//! Textual path normalization.
//!
//! This module provides [`NormalizedPath`], the string core every other path
//! type wraps. Normalization is purely textual:
//! - Duplicate separators are collapsed and trailing separators dropped
//! - `.` components are removed
//! - `..` components cancel the preceding normal component; at the root they
//!   are dropped, in relative paths with nothing to cancel they are kept
//!
//! The filesystem is never consulted, so symlinks are not resolved.

use std::ffi::OsStr;
use std::fmt;
use std::path::{Component, Path, PathBuf};

use crate::error::{Error, Result};

/// Expand tilde (~) to the home directory.
///
/// This function handles `~` and `~/path` but does not support `~user` syntax;
/// such paths are returned unchanged.
///
/// # Errors
///
/// Returns an error if the home directory cannot be determined.
///
/// # Examples
///
/// ```
/// use mutapath::path::normalize::expand_tilde;
/// use std::path::Path;
///
/// // Expands ~/path to home/path
/// let expanded = expand_tilde(Path::new("~/project")).unwrap();
/// assert!(expanded.is_absolute());
/// assert!(expanded.ends_with("project"));
///
/// // Leaves other paths unchanged
/// let expanded = expand_tilde(Path::new("/absolute")).unwrap();
/// assert_eq!(expanded, Path::new("/absolute"));
/// ```
pub fn expand_tilde(path: &Path) -> Result<PathBuf> {
    let Some(path_str) = path.to_str() else {
        return Ok(path.to_path_buf());
    };

    if path_str != "~" && !path_str.starts_with("~/") && !path_str.starts_with("~\\") {
        return Ok(path.to_path_buf());
    }

    let home = home::home_dir().ok_or_else(|| Error::HomeDirectoryUnavailable {
        path: path.to_path_buf(),
    })?;

    if path_str == "~" {
        Ok(home)
    } else {
        Ok(home.join(&path_str[2..]))
    }
}

/// Resolve `.` and `..` components textually.
///
/// Unlike a filesystem lookup this never fails: `..` at the root is dropped,
/// and leading `..` components of a relative path are preserved.
///
/// # Examples
///
/// ```
/// use mutapath::path::normalize::resolve_components;
/// use std::path::{Path, PathBuf};
///
/// let resolved = resolve_components(Path::new("/a/./b/../c"));
/// assert_eq!(resolved, PathBuf::from("/a/c"));
///
/// let resolved = resolve_components(Path::new("../a/b/.."));
/// assert_eq!(resolved, PathBuf::from("../a"));
/// ```
#[must_use]
pub fn resolve_components(path: &Path) -> PathBuf {
    let mut result = PathBuf::new();
    let mut has_root = false;
    let mut depth = 0usize;

    for component in path.components() {
        match component {
            Component::Prefix(prefix) => {
                result.push(prefix.as_os_str());
            }
            Component::RootDir => {
                result.push(component);
                has_root = true;
            }
            Component::CurDir => {}
            Component::ParentDir => {
                if depth > 0 {
                    result.pop();
                    depth -= 1;
                } else if !has_root {
                    result.push(component);
                }
            }
            Component::Normal(c) => {
                result.push(c);
                depth += 1;
            }
        }
    }

    result
}

/// A path with redundant separators collapsed and `.`/`..` resolved.
///
/// The empty string is a valid normalized path and stays empty; any other
/// input that resolves to nothing becomes `.`.
///
/// # Examples
///
/// ```
/// use mutapath::NormalizedPath;
///
/// let path = NormalizedPath::new("/home//doe/./folder/../sub/");
/// assert_eq!(path.as_path(), std::path::Path::new("/home/doe/sub"));
/// assert_eq!(path.split_all(), vec!["/", "home", "doe", "sub"]);
/// ```
#[derive(Debug, Clone, Default, PartialEq, Eq, Hash)]
pub struct NormalizedPath {
    path: PathBuf,
}

impl NormalizedPath {
    /// Normalize any path-like input.
    #[must_use]
    pub fn new(path: impl AsRef<Path>) -> Self {
        let path = path.as_ref();
        if path.as_os_str().is_empty() {
            return Self::default();
        }
        let mut resolved = resolve_components(path);
        if resolved.as_os_str().is_empty() {
            resolved.push(Component::CurDir);
        }
        Self { path: resolved }
    }

    /// Join `first` and `rest` onto `base` with the platform join rule.
    ///
    /// An absolute component replaces everything before it.
    ///
    /// # Examples
    ///
    /// ```
    /// use mutapath::NormalizedPath;
    ///
    /// let joined = NormalizedPath::join_path("/A/B", ["C/", "D", "other.txt"]);
    /// assert_eq!(joined, NormalizedPath::new("/A/B/C/D/other.txt"));
    /// ```
    #[must_use]
    pub fn join_path<I, P>(first: impl AsRef<Path>, rest: I) -> Self
    where
        I: IntoIterator<Item = P>,
        P: AsRef<Path>,
    {
        let mut joined = first.as_ref().to_path_buf();
        for part in rest {
            joined.push(part);
        }
        Self::new(joined)
    }

    /// Join further components onto this path.
    #[must_use]
    pub fn join<I, P>(&self, rest: I) -> Self
    where
        I: IntoIterator<Item = P>,
        P: AsRef<Path>,
    {
        Self::join_path(&self.path, rest)
    }

    /// Get a reference to the path.
    #[must_use]
    pub fn as_path(&self) -> &Path {
        &self.path
    }

    /// Convert into the underlying `PathBuf`.
    #[must_use]
    pub fn into_path_buf(self) -> PathBuf {
        self.path
    }

    /// Whether this is the empty path.
    #[must_use]
    pub fn is_empty(&self) -> bool {
        self.path.as_os_str().is_empty()
    }

    /// The path in native form.
    #[must_use]
    pub fn to_native_string(&self) -> String {
        self.path.to_string_lossy().into_owned()
    }

    /// The path with every backslash replaced by a forward slash.
    ///
    /// Escaped double backslashes count as a single separator. Drive letters
    /// are kept.
    ///
    /// # Examples
    ///
    /// ```
    /// use mutapath::path::normalize::to_posix_string;
    ///
    /// assert_eq!(to_posix_string("\\A\\B/C"), "/A/B/C");
    /// assert_eq!(to_posix_string("C:\\\\Users\\doe"), "C:/Users/doe");
    /// ```
    #[must_use]
    pub fn to_posix_string(&self) -> String {
        to_posix_string(&self.to_native_string())
    }

    /// Split into the root followed by every component.
    ///
    /// The root is `""` for relative paths. A relative path starting with
    /// `..` has no separate root entry, and `""` and `.` split into
    /// themselves.
    #[must_use]
    pub fn split_all(&self) -> Vec<String> {
        let mut parts = Vec::new();
        let mut root = String::new();
        let mut rooted = false;

        for component in self.path.components() {
            match component {
                Component::Prefix(prefix) => {
                    root.push_str(&prefix.as_os_str().to_string_lossy());
                    rooted = true;
                }
                Component::RootDir => {
                    root.push_str(&component.as_os_str().to_string_lossy());
                    rooted = true;
                }
                other => parts.push(other.as_os_str().to_string_lossy().into_owned()),
            }
        }

        let leading_parent = !rooted && parts.first().is_some_and(|p| p == "..");
        let bare = !rooted && parts.len() == 1 && parts[0] == ".";
        if self.is_empty() || leading_parent || bare {
            if parts.is_empty() {
                parts.push(String::new());
            }
            return parts;
        }

        parts.insert(0, root);
        parts
    }

    /// The final component, or `""` for roots and the empty path.
    #[must_use]
    pub fn name(&self) -> String {
        match self.path.components().next_back() {
            Some(Component::Normal(name)) => name.to_string_lossy().into_owned(),
            Some(Component::ParentDir) => "..".to_string(),
            _ => String::new(),
        }
    }

    /// The final component without its suffix.
    #[must_use]
    pub fn stem(&self) -> String {
        self.path
            .file_stem()
            .map(|s| s.to_string_lossy().into_owned())
            .unwrap_or_default()
    }

    /// The last suffix including its dot, or `""`.
    #[must_use]
    pub fn suffix(&self) -> String {
        self.path
            .extension()
            .map(|ext| format!(".{}", ext.to_string_lossy()))
            .unwrap_or_default()
    }

    /// Every suffix of the final component, in order.
    #[must_use]
    pub fn suffixes(&self) -> Vec<String> {
        let name = self.name();
        let trimmed = name.trim_start_matches('.');
        if trimmed.ends_with('.') {
            return Vec::new();
        }
        trimmed
            .split('.')
            .skip(1)
            .map(|suffix| format!(".{suffix}"))
            .collect()
    }

    /// The containing directory; the empty path for a bare name and the path
    /// itself for a root.
    #[must_use]
    pub fn parent(&self) -> Self {
        match self.path.parent() {
            Some(parent) => Self::new(parent),
            None => self.clone(),
        }
    }

    /// The drive or UNC prefix; always empty on Unix.
    #[must_use]
    pub fn drive(&self) -> String {
        match self.path.components().next() {
            Some(Component::Prefix(prefix)) => prefix.as_os_str().to_string_lossy().into_owned(),
            _ => String::new(),
        }
    }

    /// Drive and root together.
    #[must_use]
    pub fn anchor(&self) -> String {
        let mut anchor = String::new();
        for component in self.path.components() {
            match component {
                Component::Prefix(_) | Component::RootDir => {
                    anchor.push_str(&component.as_os_str().to_string_lossy());
                }
                _ => break,
            }
        }
        anchor
    }

    /// Replace the final component.
    #[must_use]
    pub fn with_name(&self, name: impl AsRef<Path>) -> Self {
        self.parent().join([name])
    }

    /// Replace the suffix of the final component; an empty suffix removes it.
    ///
    /// The leading dot is optional.
    #[must_use]
    pub fn with_suffix(&self, suffix: &str) -> Self {
        let mut path = self.path.clone();
        path.set_extension(suffix.strip_prefix('.').unwrap_or(suffix));
        Self::new(path)
    }

    /// Replace the stem of the final component, keeping its suffix.
    #[must_use]
    pub fn with_stem(&self, stem: impl AsRef<Path>) -> Self {
        self.parent().join([stem]).with_suffix(&self.suffix())
    }

    /// Move the final component under a new parent.
    #[must_use]
    pub fn with_parent(&self, parent: impl AsRef<Path>) -> Self {
        Self::new(parent).join([self.name()])
    }

    /// Replace leading components with `base`.
    ///
    /// With `strip_length == 0` as many leading components are stripped as
    /// `base` has; otherwise `strip_length + 1` (the root counts as one).
    ///
    /// # Errors
    ///
    /// Returns [`Error::InvalidArgument`] unless this path has strictly more
    /// components than are stripped.
    ///
    /// # Examples
    ///
    /// ```
    /// use mutapath::NormalizedPath;
    ///
    /// let path = NormalizedPath::new("/home/doe/folder/sub");
    /// assert_eq!(
    ///     path.with_base("/home/joe", 0).unwrap(),
    ///     NormalizedPath::new("/home/joe/folder/sub")
    /// );
    /// assert_eq!(
    ///     path.with_base("/home/joe", 1).unwrap(),
    ///     NormalizedPath::new("/home/joe/doe/folder/sub")
    /// );
    /// ```
    pub fn with_base(&self, base: impl AsRef<Path>, strip_length: usize) -> Result<Self> {
        let base = Self::new(base);
        let strip = if strip_length == 0 {
            base.split_all().len()
        } else {
            strip_length + 1
        };

        let parts = self.split_all();
        if parts.len() <= strip {
            return Err(Error::InvalidArgument {
                argument: base.to_native_string(),
                reason: format!(
                    "the given base has more elements than {}",
                    self.to_native_string()
                ),
            });
        }
        Ok(base.join(&parts[strip..]))
    }

    /// Whether the path is absolute.
    #[must_use]
    pub fn is_absolute(&self) -> bool {
        self.path.is_absolute()
    }

    /// Textual relative path from `start` to this path.
    ///
    /// Both sides must be of the same kind (both absolute or both relative);
    /// callers make them absolute first.
    #[must_use]
    pub fn relative_to(&self, start: &Self) -> Self {
        let own: Vec<Component<'_>> = self.path.components().collect();
        let other: Vec<Component<'_>> = start.path.components().collect();
        let common = own
            .iter()
            .zip(other.iter())
            .take_while(|(a, b)| a == b)
            .count();

        let mut relative = PathBuf::new();
        for _ in common..other.len() {
            relative.push(Component::ParentDir);
        }
        for component in &own[common..] {
            relative.push(component);
        }
        if relative.as_os_str().is_empty() {
            relative.push(Component::CurDir);
        }
        Self::new(relative)
    }
}

impl AsRef<Path> for NormalizedPath {
    fn as_ref(&self) -> &Path {
        &self.path
    }
}

impl AsRef<OsStr> for NormalizedPath {
    fn as_ref(&self) -> &OsStr {
        self.path.as_os_str()
    }
}

impl fmt::Display for NormalizedPath {
    fn fmt(&self, f: &mut fmt::Formatter<'_>) -> fmt::Result {
        write!(f, "{}", self.path.display())
    }
}

/// Replace backslash separators with forward slashes.
#[must_use]
pub fn to_posix_string(s: &str) -> String {
    s.replace("\\\\", "\\").replace('\\', "/")
}
impl AsRef<Path> for ImmutablePath {
    fn as_ref(&self) -> &Path {
        self.as_path()
    }
}

impl From<&str> for ImmutablePath {
    fn from(value: &str) -> Self {
        Self::new(value)
    }
}

impl From<String> for ImmutablePath {
    fn from(value: String) -> Self {
        Self::new(value)
    }
}

impl From<&Path> for ImmutablePath {
    fn from(value: &Path) -> Self {
        Self::new(value)
    }
}

impl From<PathBuf> for ImmutablePath {
    fn from(value: PathBuf) -> Self {
        Self::new(value)
    }
}

impl From<ImmutablePath> for PathBuf {
    fn from(value: ImmutablePath) -> Self {
        value.to_path_buf()
    }
}

impl FromStr for ImmutablePath {
    type Err = Infallible;

    fn from_str(s: &str) -> std::result::Result<Self, Self::Err> {
        Ok(Self::new(s))
    }
}

impl<P: AsRef<Path>> Div<P> for &ImmutablePath {
    type Output = ImmutablePath;

    fn div(self, rhs: P) -> ImmutablePath {
        self.join(rhs)
    }
}

impl<P: AsRef<Path>> Div<P> for ImmutablePath {
    type Output = ImmutablePath;

    fn div(self, rhs: P) -> ImmutablePath {
        self.join(rhs)
    }
}

/// String concatenation with a normalized right-hand side.
impl Add<&str> for &ImmutablePath {
    type Output = String;

    fn add(self, rhs: &str) -> String {
        let rhs = ImmutablePath::with_format(rhs, self.format);
        format!("{self}{rhs}")
    }
}

#[cfg(test)]
mod tests {
    use super::*;

    #[test]
    fn test_with_name() {
        let actual = ImmutablePath::new("/A/B/test1.txt").with_name("other");
        assert_eq!(actual, ImmutablePath::new("/A/B/other"));
    }

    #[test]
    fn test_with_stem() {
        let actual = ImmutablePath::new("/A/B/test1.txt").with_stem("other");
        assert_eq!(actual, ImmutablePath::new("/A/B/other.txt"));
    }

    #[test]
    fn test_with_parent_from_other_dirname() {
        let other = ImmutablePath::new("/A/D/other.txt");
        let actual = ImmutablePath::new("/A/B/other.txt").with_parent(other.dirname().name());
        assert_eq!(actual, ImmutablePath::new("D/other.txt"));
    }

    #[test]
    fn test_with_base() {
        let path = ImmutablePath::new("/home/doe/folder/sub");
        assert_eq!(
            path.with_base("/home/joe", 0).unwrap(),
            ImmutablePath::new("/home/joe/folder/sub")
        );
        assert_eq!(
            path.with_base("/home/joe", 1).unwrap(),
            ImmutablePath::new("/home/joe/doe/folder/sub")
        );
    }

    #[test]
    fn test_with_base_fail() {
        let err = ImmutablePath::new("/A/B/other.txt")
            .with_base("/A/B/C", 0)
            .unwrap_err();
        assert!(err.is_invalid_argument());
    }

    #[test]
    fn test_derivations_keep_flags() {
        let path = ImmutablePath::with_flags("/A/B/other.txt", Some(true), Some(true));
        let derived = [
            path.with_name("x"),
            path.with_stem("x"),
            path.with_suffix(".md"),
            path.with_parent("/C"),
            path.with_base("/C", 0).unwrap(),
            path.join("x"),
            path.clone_with("/A/B/C/D/other.txt"),
            path.name(),
            path.parent(),
            path.clone(),
            &path / "x",
        ];
        for d in derived {
            assert!(d.posix_enabled(), "{d:?} lost posix flag");
            assert!(d.string_repr_enabled(), "{d:?} lost string repr flag");
        }
    }

    #[test]
    fn test_construct_from_other_ignores_flags() {
        let posix = ImmutablePath::with_flags("/A/B", Some(true), None);
        let copied = ImmutablePath::new(&posix);
        assert_eq!(copied, posix);
        assert!(!copied.posix_enabled());
    }

    #[test]
    fn test_flag_setters() {
        let path = ImmutablePath::new("/A/B");
        assert!(!path.posix_enabled());
        assert!(path.with_posix_enabled(true).posix_enabled());
        assert!(path.with_string_repr_enabled(true).string_repr_enabled());
        assert!(!path.with_string_repr_enabled(true).posix_enabled());
    }

    #[test]
    fn test_explicit_defaults() {
        let defaults = PathDefaults {
            posix: true,
            string_repr: true,
            ..PathDefaults::default()
        };
        let path = ImmutablePath::with_defaults("/A", &defaults);
        assert!(path.posix_enabled());
        assert!(path.string_repr_enabled());
    }

    #[test]
    fn test_display_and_debug() {
        let posix = ImmutablePath::with_flags("\\A\\B", Some(true), Some(false));
        assert_eq!(posix.to_string(), "/A/B");
        assert_eq!(format!("{posix:?}"), "Path('/A/B')");

        let plain = ImmutablePath::with_flags("\\A\\B", Some(true), Some(true));
        assert_eq!(format!("{plain:?}"), "/A/B");
    }

    #[test]
    fn test_posix_string_ignores_flag() {
        let path = ImmutablePath::with_flags("\\A\\B/C", Some(false), None);
        assert_eq!(path.posix_string(), "/A/B/C");
    }

    #[test]
    fn test_join_all() {
        let actual = ImmutablePath::join_all(
            "/A/B",
            [
                PathBuf::from("C/"),
                ImmutablePath::new("D").to_path_buf(),
                PathBuf::from("other.txt"),
            ],
        );
        assert_eq!(actual, ImmutablePath::new("/A/B/C/D/other.txt"));
    }

    #[test]
    fn test_div() {
        assert_eq!(ImmutablePath::new("/A/") / "B/other.txt", "/A/B/other.txt");
        let base = ImmutablePath::new("/A/");
        assert_eq!(&base / ImmutablePath::new("B") / "other.txt", "/A/B/other.txt");
    }

    #[test]
    fn test_add() {
        let path = ImmutablePath::with_flags("/A/", Some(true), None);
        let joined = &path + "/B/";
        assert_eq!(joined, "/A/B");
        assert_eq!(joined + "/other.txt", "/A/B/other.txt");
    }

    #[test]
    #[cfg(unix)]
    fn test_parents() {
        let parents: Vec<_> = ImmutablePath::new("/A/B/C/D").parents().collect();
        assert_eq!(
            parents,
            vec![
                ImmutablePath::new("/A/B/C"),
                ImmutablePath::new("/A/B"),
                ImmutablePath::new("/A"),
                ImmutablePath::new("/"),
            ]
        );
    }

    #[test]
    fn test_suffix_accessors() {
        let path = ImmutablePath::new("file.txt.bak");
        assert_eq!(path.suffix(), ".bak");
        assert_eq!(path.ext(), ".bak");
        assert_eq!(path.suffixes(), vec![".txt", ".bak"]);
    }

    #[test]
    #[cfg(unix)]
    fn test_anchor_and_component() {
        let path = ImmutablePath::new("/A/B/");
        assert_eq!(path.anchor(), "/");
        assert_eq!(path.component(1).as_deref(), Some("A"));
        assert_eq!(ImmutablePath::new("/B/A/").name().to_string(), "A");
    }

    #[test]
    #[cfg(unix)]
    fn test_home() {
        let relative = ImmutablePath::new("/A/B/C").relative_to("/A").unwrap();
        assert_eq!(relative.home(), ImmutablePath::new("B"));
        assert_eq!(ImmutablePath::new("/").home(), ImmutablePath::new(""));
        assert_eq!(
            ImmutablePath::new("/home/doe/folder/sub").home(),
            ImmutablePath::new("home")
        );
    }

    #[test]
    fn test_current_dir() {
        let cwd = ImmutablePath::current_dir().unwrap();
        assert_eq!(cwd, env::current_dir().unwrap());
    }

    #[test]
    fn test_absolute() {
        let relative = ImmutablePath::new("some/where");
        let absolute = relative.absolute().unwrap();
        assert!(absolute.is_absolute());
        assert!(absolute.as_path().ends_with("some/where"));
    }

    #[test]
    fn test_expand_user() {
        let expanded = ImmutablePath::new("~/project").expand_user().unwrap();
        assert_eq!(expanded, home::home_dir().unwrap().join("project"));
    }

    #[test]
    fn test_from_str_and_conversions() {
        let parsed: ImmutablePath = "/A//B".parse().unwrap();
        assert_eq!(parsed, "/A/B");
        let buf: PathBuf = parsed.into();
        assert_eq!(buf, PathBuf::from("/A/B"));
        assert_eq!(ImmutablePath::default().to_string(), "");
    }

    #[test]
    fn test_lock_cache_reused() {
        let path = ImmutablePath::new("/definitely/not/here.txt");
        let first: *const LockHandle = path.lock();
        let second: *const LockHandle = path.lock();
        assert_eq!(first, second);
        assert!(path.lock().is_dummy());
    }

    #[test]
    fn test_clone_gets_fresh_lock_cache() {
        let path = ImmutablePath::new("/definitely/not/here.txt");
        let _ = path.lock();
        let copy = path.clone();
        let first: *const LockHandle = path.lock();
        let copied: *const LockHandle = copy.lock();
        assert_ne!(first, copied);
    }
}
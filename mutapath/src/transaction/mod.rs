//! Transactional rename, move and copy scopes.
//!
//! A transactional scope only re-points its [`ImmutablePath`] binding once
//! the filesystem operation has fully succeeded. Failures are reported as
//! [`PathException`] and leave both the binding and, where the operation
//! did not start, the filesystem untouched.
//!
//! Locks taken by a scope are advisory: they only exclude code that checks
//! the same `.lock` sentinel.
//!
//! # Examples
//!
//! ```no_run
//! use mutapath::{Error, ImmutablePath};
//!
//! let mut path = ImmutablePath::new("/home/doe/folder/a.txt");
//! let result = path.copying(|m| {
//!     m.set_stem("backup");
//!     Ok::<_, Error>(())
//! });
//! match result {
//!     Ok(()) => assert_eq!(path, "/home/doe/folder/backup.txt"),
//!     Err(e) => eprintln!("{e}"),
//! }
//! ```
//!
//! [`ImmutablePath`]: crate::ImmutablePath
//! [`PathException`]: crate::PathException

pub mod operation;
pub mod runner;

pub use operation::{copy_dir_all, CopyFile, FileOperation, Move, Rename, Renames};
pub use runner::TransactionRunner;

********

Your objective: Every line that contains the string "collapsed" should be returned from the data.

Answer below:
//! - Duplicate separators are collapsed and trailing separators dropped
/// A path with redundant separators collapsed and `.`/`..` resolved.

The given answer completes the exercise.